Data items.
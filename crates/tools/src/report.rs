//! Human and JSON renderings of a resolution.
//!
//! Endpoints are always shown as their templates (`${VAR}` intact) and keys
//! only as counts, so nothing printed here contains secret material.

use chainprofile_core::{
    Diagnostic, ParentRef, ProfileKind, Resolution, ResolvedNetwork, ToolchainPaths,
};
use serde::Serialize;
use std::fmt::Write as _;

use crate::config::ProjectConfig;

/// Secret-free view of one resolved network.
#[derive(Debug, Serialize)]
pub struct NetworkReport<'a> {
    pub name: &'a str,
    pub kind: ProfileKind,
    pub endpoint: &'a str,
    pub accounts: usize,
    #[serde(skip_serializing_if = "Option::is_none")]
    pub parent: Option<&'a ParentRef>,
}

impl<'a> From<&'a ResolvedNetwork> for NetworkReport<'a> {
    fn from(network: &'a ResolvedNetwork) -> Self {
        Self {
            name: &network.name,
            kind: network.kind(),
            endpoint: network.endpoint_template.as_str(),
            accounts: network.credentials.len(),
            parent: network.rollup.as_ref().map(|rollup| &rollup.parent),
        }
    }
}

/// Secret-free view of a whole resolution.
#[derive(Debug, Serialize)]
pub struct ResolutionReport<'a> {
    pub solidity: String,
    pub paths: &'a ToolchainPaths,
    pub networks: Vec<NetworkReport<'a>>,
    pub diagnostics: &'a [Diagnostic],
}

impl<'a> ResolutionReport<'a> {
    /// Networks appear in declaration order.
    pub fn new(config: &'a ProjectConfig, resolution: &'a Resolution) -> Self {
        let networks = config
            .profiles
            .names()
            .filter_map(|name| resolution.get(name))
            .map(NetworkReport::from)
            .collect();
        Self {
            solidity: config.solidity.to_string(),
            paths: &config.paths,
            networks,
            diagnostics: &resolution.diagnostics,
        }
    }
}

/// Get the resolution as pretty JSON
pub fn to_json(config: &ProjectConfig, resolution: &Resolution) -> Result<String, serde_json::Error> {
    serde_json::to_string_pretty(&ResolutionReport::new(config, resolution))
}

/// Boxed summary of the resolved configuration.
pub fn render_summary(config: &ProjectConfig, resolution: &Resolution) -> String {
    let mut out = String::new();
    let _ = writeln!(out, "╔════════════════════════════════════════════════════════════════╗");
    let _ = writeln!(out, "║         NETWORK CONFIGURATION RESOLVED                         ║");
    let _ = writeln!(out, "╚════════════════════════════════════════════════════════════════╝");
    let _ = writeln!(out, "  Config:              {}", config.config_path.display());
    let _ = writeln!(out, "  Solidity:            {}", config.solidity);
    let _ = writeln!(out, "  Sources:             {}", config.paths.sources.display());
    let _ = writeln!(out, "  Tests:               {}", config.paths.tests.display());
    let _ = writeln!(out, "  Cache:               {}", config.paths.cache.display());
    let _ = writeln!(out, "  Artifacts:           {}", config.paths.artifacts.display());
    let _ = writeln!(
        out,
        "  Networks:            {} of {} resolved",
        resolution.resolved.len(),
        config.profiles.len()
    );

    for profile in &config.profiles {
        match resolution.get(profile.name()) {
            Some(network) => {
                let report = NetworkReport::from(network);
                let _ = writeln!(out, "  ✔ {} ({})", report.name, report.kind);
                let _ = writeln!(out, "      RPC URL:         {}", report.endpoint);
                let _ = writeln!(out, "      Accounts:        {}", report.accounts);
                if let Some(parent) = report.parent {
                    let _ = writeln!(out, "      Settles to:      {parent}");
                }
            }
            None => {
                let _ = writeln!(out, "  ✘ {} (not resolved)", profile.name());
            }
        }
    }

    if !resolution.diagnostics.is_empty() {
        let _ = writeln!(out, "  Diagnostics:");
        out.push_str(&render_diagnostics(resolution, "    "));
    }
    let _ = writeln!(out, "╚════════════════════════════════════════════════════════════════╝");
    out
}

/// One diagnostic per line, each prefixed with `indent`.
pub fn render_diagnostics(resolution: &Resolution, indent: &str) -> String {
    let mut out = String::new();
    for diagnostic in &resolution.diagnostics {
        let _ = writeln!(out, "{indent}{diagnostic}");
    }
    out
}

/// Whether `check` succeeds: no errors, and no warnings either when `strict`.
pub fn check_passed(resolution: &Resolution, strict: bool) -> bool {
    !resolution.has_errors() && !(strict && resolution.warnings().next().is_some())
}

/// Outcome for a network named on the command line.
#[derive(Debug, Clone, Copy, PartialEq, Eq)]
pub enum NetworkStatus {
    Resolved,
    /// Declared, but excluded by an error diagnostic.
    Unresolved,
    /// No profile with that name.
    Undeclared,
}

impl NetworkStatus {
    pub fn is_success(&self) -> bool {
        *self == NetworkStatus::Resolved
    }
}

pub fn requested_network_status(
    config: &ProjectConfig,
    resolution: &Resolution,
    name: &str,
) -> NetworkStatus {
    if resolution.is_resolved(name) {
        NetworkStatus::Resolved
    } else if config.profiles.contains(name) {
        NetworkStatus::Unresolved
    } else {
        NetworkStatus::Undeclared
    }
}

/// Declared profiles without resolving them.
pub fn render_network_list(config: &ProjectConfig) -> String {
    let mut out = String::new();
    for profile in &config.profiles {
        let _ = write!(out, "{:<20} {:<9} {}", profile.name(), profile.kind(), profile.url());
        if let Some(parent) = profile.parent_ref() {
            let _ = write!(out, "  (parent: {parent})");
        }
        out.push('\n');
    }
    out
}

WHAT TO DO. Which lines of the data include the word "warnings"? Copy each one.

RESPONSE.
/// Whether `check` succeeds: no errors, and no warnings either when `strict`.
    !resolution.has_errors() && !(strict && resolution.warnings().next().is_some())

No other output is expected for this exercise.